RTCDataChannel ermöglicht den Transport von Browser zu Browser, doch reale Implementierungen erfordern weiterhin Signalisierung, TURN und eine realistische Sicht darauf, wo Peer-to-Peer an seine Grenzen stößt.

Veröffentlicht20. April 2024
Lesezeit8 min read

WebRTC wird oft als Technologie für Videoanrufe mit einigen zusätzlichen APIs betrachtet.

Das verpasst eine seiner interessantesten Fähigkeiten: RTCDataChannel.

Datenkanäle ermöglichen es Browsern, beliebige Anwendungsdaten über denselben Peer-to-Peer-Stapel auszutauschen, den WebRTC für Medien verwendet. Das eröffnet die Tür zu:

  • kollaborativen Werkzeugen
  • Browser-Multiplayer
  • peer-assistiertem Dateiübertrag
  • latenzfreier lokal-erster Synchronisation

Was Peer-to-Peer Dir tatsächlich bietet

Der Hauptreiz liegt nicht in der Ideologie. Es ist die Architektur.

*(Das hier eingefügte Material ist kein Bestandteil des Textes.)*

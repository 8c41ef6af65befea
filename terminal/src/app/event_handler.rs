//! # Event Handler
//!
//! Applies async task results to application state on the UI thread.
//!
//! Results that need a session are dropped while signed out. Every network
//! result is then checked for a 401, which forces a logout. Other failures become
//! a toast plus, where the slice tracks one, an error message; the data
//! already on screen is left untouched.

use shared::{
    format_currency, format_signed_currency, AuthResponse, AvatarResponse, LivePrice,
    NotificationPage, NotificationSettings, PriceAlert, ProfileSettings, Trade, TransferKind,
    TwoFactorSetup, UserProfile, Wallet, WalletTransaction,
};

use crate::app::events::NotificationOp;
use crate::app::state::ToastLevel;
use crate::app::store::{AuthAction, TradeAction, WalletAction};
use crate::app::{handlers, App, AppEvent};
use crate::core::{AppError, Result};
use crate::services::api::PriceFeedStatus;

/// Trait for event handling implementation
pub(crate) trait AppEventHandler {
    fn handle_event_impl(&mut self, event: AppEvent);
}

impl AppEventHandler for App {
    fn handle_event_impl(&mut self, event: AppEvent) {
        tracing::debug!(event = event.name(), "Handling event");

        if event.requires_session() && !self.state.read().is_authenticated() {
            tracing::debug!(event = event.name(), "Dropping result received while signed out");
            return;
        }

        match event {
            AppEvent::LoginResult(result) => self.handle_login_result(result),
            AppEvent::RegisterResult(result) => self.handle_register_result(result),
            AppEvent::TradesLoaded(result) => self.handle_trades_loaded(result),
            AppEvent::TradePlaced(result) => self.handle_trade_placed(result),
            AppEvent::TradeClosed { trade_id, result } => self.handle_trade_closed(trade_id, result),
            AppEvent::BalanceRefreshed(result) => self.handle_balance_refreshed(result),
            AppEvent::LivePriceResult(result) => self.handle_live_price_result(result),
            AppEvent::PriceTick(price) => self.handle_price_tick(price),
            AppEvent::PriceFeedStatus(status) => self.handle_price_feed_status(status),
            AppEvent::WalletLoaded(result) => self.handle_wallet_loaded(result),
            AppEvent::TransferCompleted { kind, result } => self.handle_transfer_completed(kind, result),
            AppEvent::WalletTransactionsLoaded(result) => self.handle_transactions_loaded(result),
            AppEvent::NotificationsLoaded { page, result } => self.handle_notifications_loaded(page, result),
            AppEvent::NotificationSynced { op, result } => self.handle_notification_synced(op, result),
            AppEvent::NotificationSettingsLoaded(result) => self.handle_notification_settings(result, false),
            AppEvent::NotificationSettingsSaved(result) => self.handle_notification_settings(result, true),
            AppEvent::PriceAlertsLoaded(result) => self.handle_price_alerts_loaded(result),
            AppEvent::PriceAlertCreated(result) => self.handle_price_alert_created(result),
            AppEvent::PriceAlertToggled { id, result } => self.handle_price_alert_toggled(id, result),
            AppEvent::PriceAlertDeleted { id, result } => self.handle_price_alert_deleted(id, result),
            AppEvent::ProfileLoaded(result) => self.handle_profile_result(result, false),
            AppEvent::ProfileUpdated(result) => self.handle_profile_result(result, true),
            AppEvent::AvatarUploaded(result) => self.handle_avatar_uploaded(result),
            AppEvent::ProfileSettingsLoaded(result) => self.handle_profile_settings(result, false),
            AppEvent::ProfileSettingsSaved(result) => self.handle_profile_settings(result, true),
            AppEvent::PasswordChanged(result) => self.handle_password_changed(result),
            AppEvent::TwoFactorSetupReady(result) => self.handle_two_factor_setup(result),
            AppEvent::TwoFactorVerified(result) => self.handle_two_factor_changed(result, true),
            AppEvent::TwoFactorDisabled(result) => self.handle_two_factor_changed(result, false),
            AppEvent::AccountDeleted(result) => self.handle_account_deleted(result),
            AppEvent::TaskFailed(message) => {
                let mut state = self.state.write();
                state.profile.saving = false;
                state.toast(ToastLevel::Error, message);
            }
        }
    }
}
//! Debug configuration from environment variables

use std::path::PathBuf;

use crate::config::ClientConfig;

/// Default filter when `RUST_LOG` is unset.
pub const DEFAULT_LOG_LEVEL: &str = "papertrade=info,warn";

/// Log file name prefix; the appender adds the date suffix.
pub const LOG_FILE_NAME: &str = "papertrade.log";

/// Logging configuration
#[derive(Debug, Clone)]
pub struct DebugConfig {
    /// Log directory (for rotation)
    pub log_dir: PathBuf,
    /// Log level filter (e.g., "papertrade=debug,info")
    pub log_level: String,
    /// Mirror log output to stderr
    pub log_to_stderr: bool,
}

impl Default for DebugConfig {
    fn default() -> Self {
        Self {
            log_dir: PathBuf::from("logs"),
            log_level: DEFAULT_LOG_LEVEL.to_string(),
            log_to_stderr: cfg!(debug_assertions),
        }
    }
}

impl DebugConfig {
    /// Load configuration from environment variables
    pub fn from_env() -> Self {
        Self::from_lookup(|key| std::env::var(key).ok())
    }

    pub fn from_lookup<F>(lookup: F) -> Self
    where
        F: Fn(&str) -> Option<String>,
    {
        let defaults = Self::default();
        Self {
            log_dir: lookup("PAPERTRADE_LOG_DIR")
                .filter(|dir| !dir.trim().is_empty())
                .map(PathBuf::from)
                .unwrap_or(defaults.log_dir),
            log_level: lookup("RUST_LOG")
                .filter(|level| !level.trim().is_empty())
                .unwrap_or(defaults.log_level),
            log_to_stderr: lookup("PAPERTRADE_LOG_STDERR")
                .map(|v| v == "1")
                .unwrap_or(defaults.log_to_stderr),
        }
    }

    /// Environment settings with the log directory taken from the client config.
    pub fn for_client(config: &ClientConfig) -> Self {
        Self {
            log_dir: config.log_dir.clone(),
            ..Self::from_env()
        }
    }

    pub fn log_file(&self) -> PathBuf {
        self.log_dir.join(LOG_FILE_NAME)
    }

    /// Check if debug logging is enabled
    pub fn is_debug_enabled(&self) -> bool {
        self.log_level.contains("debug") || self.log_level.contains("trace")
    }
}

#[cfg(test)]
mod tests {
    use super::*;

    #[test]
    fn defaults_without_environment() {
        let config = DebugConfig::from_lookup(|_| None);
        assert_eq!(config.log_dir, PathBuf::from("logs"));
        assert_eq!(config.log_level, DEFAULT_LOG_LEVEL);
        assert!(!config.is_debug_enabled());
    }

    #[test]
    fn environment_overrides() {
        let config = DebugConfig::from_lookup(|key| match key {
            "PAPERTRADE_LOG_DIR" => Some("/var/log/papertrade".to_string()),
            "RUST_LOG" => Some("papertrade=debug".to_string()),
            "PAPERTRADE_LOG_STDERR" => Some("0".to_string()),
            _ => None,
        });
        assert_eq!(config.log_file(), PathBuf::from("/var/log/papertrade/papertrade.log"));
        assert!(config.is_debug_enabled());
        assert!(!config.log_to_stderr);
    }
}
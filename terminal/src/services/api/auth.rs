//! # Authentication Endpoints
//!
//! Login and registration. Both return `{ "data": AuthResponse }`.

use shared::dto::auth::{AuthResponse, LoginRequest, RegisterRequest};
use shared::dto::envelope::ApiEnvelope;

use super::client::ApiClient;
use crate::core::error::Result;

/// Login with email and password.
#[tracing::instrument(skip(client, request), fields(email = %request.email))]
pub async fn login(client: &ApiClient, request: LoginRequest) -> Result<AuthResponse> {
    tracing::info!("Attempting login");
    let start = std::time::Instant::now();

    let result = client
        .post::<_, ApiEnvelope<AuthResponse>>("/auth/login", &request)
        .await
        .map(|envelope| envelope.data);

    match &result {
        Ok(_) => tracing::info!(duration_ms = start.elapsed().as_millis(), "Login successful"),
        Err(e) => tracing::warn!(error = %e, duration_ms = start.elapsed().as_millis(), "Login failed"),
    }
    result
}

/// Register a new account.
///
/// Some backend deployments answer with the created user but no token; the
/// caller then performs a regular login with the same credentials.
#[tracing::instrument(skip(client, request), fields(email = %request.email))]
pub async fn register(client: &ApiClient, request: RegisterRequest) -> Result<AuthResponse> {
    tracing::info!("Attempting registration");

    let response = client
        .post::<_, ApiEnvelope<AuthResponse>>("/auth/register", &request)
        .await?
        .data;

    tracing::info!(has_token = response.access_token.is_some(), "Registration accepted");
    Ok(response)
}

Wenn zwei Browser Daten direkt austauschen können, reduzierst du, wie viel des Traffics über deine eigene Backend-Infrastruktur laufen muss. Das kann Folgendes senken:

  • Server-Bandbreite
  • Relaiskosten
  • zentrale Engpässe

Aber das passiert nur, wenn ein direkter Pfad möglich ist.

Die Teile, die die Menschen überspringen

Eine echte WebRTC-Implementierung benötigt weiterhin:

  • Signalisierung
  • Austausch von ICE-Kandidaten
  • STUN für die Netzwerkentdeckung
  • TURN für Fallback-Relay, wenn die direkte Verbindung fehlschlägt

Das bedeutet, ein WebRTC-System ist nicht „serverlos“. Es ist „nicht immer medienvermittelt durch deinen Anwendungsserver.“

TURN ist besonders wichtig, weil viele reale Benutzer hinter NAT oder Firewall-Bedingungen sitzen, die eine saubere Peer-to-Peer-Konnektivität verhindern.

Eine minimale Form

Die Browser-seitige Einrichtung sieht normalerweise ungefähr so aus:

const pc = new RTCPeerConnection({
  iceServers: [{ urls: "stun:stun.l.google.com:19302" }],
});

const channel = pc.createDataChannel("sync");

channel.onmessage = (event) => {
  console.log("empfangen", event.data);
};

Der Rest der Arbeit besteht dann aus der Signalisierung: Angebote, Antworten und ICE-Kandidaten.

Dieser Signalisierungspfad ist anwendungsspezifisch. WebRTC stellt ihn dir nicht zur Verfügung.

Wo Datenkanäle gut passen

Sie passen gut, wenn:

  • Latenz wichtig ist
  • Peers transienten Zustand austauschen
  • das Produkt weiterhin funktioniert, wenn einige Sitzungen über TURN vermittelt werden

Sie passen schlecht, wenn:

  • jeder Transfer zentral prüfbar sein muss
  • Offline-Speicherung und Wiederaufnahme wichtiger sind als der Live-Transport
  • das Geschäftsmodell ohnehin keine Relay-Infrastruktur tolerieren kann

Bei großen Dateilieferungen klingt Peer-to-Peer attraktiv, aber Wiederaufnehmbarkeit, Persistenz und plattformübergreifende Erwartungen drängen Teams oft zurück zu Objektspeicherlösungen.

Die ehrliche Antwort lautet also: WebRTC-Datenkanäle sind mächtig, aber kein umfassender Ersatz für serververmittelte Transporte.